WORK INSTRUCTION ::
Where in the data below does the word "AppState" appear? Copy each line that holds it.

EXERCISE MATERIALS ::
*** Block opens ***
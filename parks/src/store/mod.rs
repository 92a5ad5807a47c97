//! Storage backend abstractions and the in-memory backend.

mod connector;
pub mod memory;
mod park_store;
mod store_module;

pub use connector::*;
pub use park_store::*;
pub use store_module::*;
//! HTTP boundary of the parks backend.
//!
//! | route | operation |
//! |-------|-----------|
//! | `GET /parks` | every park |
//! | `GET /parks/within?lat1&lon1&lat2&lon2[&limit]` | parks inside a box |
//! | `GET /status` | liveness, never touches the store |
//!
//! Store calls are synchronous and run on the blocking pool.

mod config;
mod error;

pub use config::*;
pub use error::{ApiError, ErrorBody};

use axum::extract::rejection::QueryRejection;
use axum::extract::{Query, State};
use axum::http::{HeaderName, Method};
use axum::routing::get;
use axum::{Json, Router};
use parks::errors::{ErrorKind, ParksError, ParksResult};
use parks::query::{BoxQuery, BoxQueryParams, BOX_QUERY_USAGE};
use parks::record::Record;
use parks::service::{ParkService, SeedOutcome};
use serde_json::{json, Value};
use std::time::Duration;
use tokio::task::JoinHandle;
use tower_http::cors::{Any, CorsLayer};

#[derive(Clone)]
pub struct AppState {
    service: ParkService,
    request_timeout: Duration,
}

impl AppState {
    pub fn new(service: ParkService) -> Self {
        Self {
            service,
            request_timeout: DEFAULT_REQUEST_TIMEOUT,
        }
    }

    pub fn with_request_timeout(mut self, timeout: Duration) -> Self {
        self.request_timeout = timeout;
        self
    }

    pub fn service(&self) -> &ParkService {
        &self.service
    }
}

pub fn build_router(state: AppState) -> Router {
    let cors = CorsLayer::new()
        .allow_origin(Any)
        .allow_methods([Method::GET])
        .allow_headers([
            HeaderName::from_static("origin"),
            HeaderName::from_static("x-requested-with"),
            HeaderName::from_static("content-type"),
            HeaderName::from_static("accept"),
            HeaderName::from_static("authorization"),
        ]);

    Router::new()
        .route("/parks", get(list_parks))
        .route("/parks/within", get(parks_within))
        .route("/status", get(status))
        .layer(cors)
        .with_state(state)
}

/// Runs `initialize` on the blocking pool without holding up the caller.
///
/// Failures are logged; the server keeps serving and the next request
/// retries the connection.
pub fn spawn_initialization(service: ParkService) -> JoinHandle<ParksResult<SeedOutcome>> {
    tokio::task::spawn_blocking(move || {
        let outcome = service.initialize();
        match &outcome {
            Ok(outcome) => log::info!("Initialization finished: {}", outcome),
            Err(err) => log::error!("Initialization failed, continuing without it: {}", err),
        }
        outcome
    })
}

async fn list_parks(State(state): State<AppState>) -> Result<Json<Vec<Record>>, ApiError> {
    let records = run_blocking(&state, |service| service.query_all()).await?;
    Ok(Json(records))
}

async fn parks_within(
    State(state): State<AppState>,
    params: Result<Query<BoxQueryParams>, QueryRejection>,
) -> Result<Json<Vec<Record>>, ApiError> {
    let Query(params) = params.map_err(|rejection| {
        ApiError(ParksError::new_with_cause(
            BOX_QUERY_USAGE,
            ErrorKind::ValidationError,
            ParksError::new(&rejection.body_text(), ErrorKind::ValidationError),
        ))
    })?;
    // reject bad input before a worker or the store is involved
    let query = BoxQuery::try_from(&params)?;
    let records = run_blocking(&state, move |service| service.query_within(&query)).await?;
    Ok(Json(records))
}

async fn status(State(state): State<AppState>) -> Json<Value> {
    Json(json!({
        "status": "ok",
        "connection": state.service.connection_state().as_str(),
    }))
}

async fn run_blocking<T, F>(state: &AppState, operation: F) -> Result<T, ApiError>
where
    T: Send + 'static,
    F: FnOnce(ParkService) -> ParksResult<T> + Send + 'static,
{
    let service = state.service.clone();
    let task = tokio::task::spawn_blocking(move || operation(service));
    match tokio::time::timeout(state.request_timeout, task).await {
        Ok(Ok(result)) => result.map_err(ApiError),
        Ok(Err(join_error)) => Err(ApiError(ParksError::new(
            &format!("worker task failed: {}", join_error),
            ErrorKind::InternalError,
        ))),
        Err(_) => Err(ApiError(ParksError::new(
            &format!("request timed out after {:?}", state.request_timeout),
            ErrorKind::InternalError,
        ))),
    }
}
*** Block closes ***
EXERCISE ANSWER ::
pub struct AppState {
impl AppState {
pub fn build_router(state: AppState) -> Router {
async fn list_parks(State(state): State<AppState>) -> Result<Json<Vec<Record>>, ApiError> {
    State(state): State<AppState>,
async fn status(State(state): State<AppState>) -> Json<Value> {
async fn run_blocking<T, F>(state: &AppState, operation: F) -> Result<T, ApiError>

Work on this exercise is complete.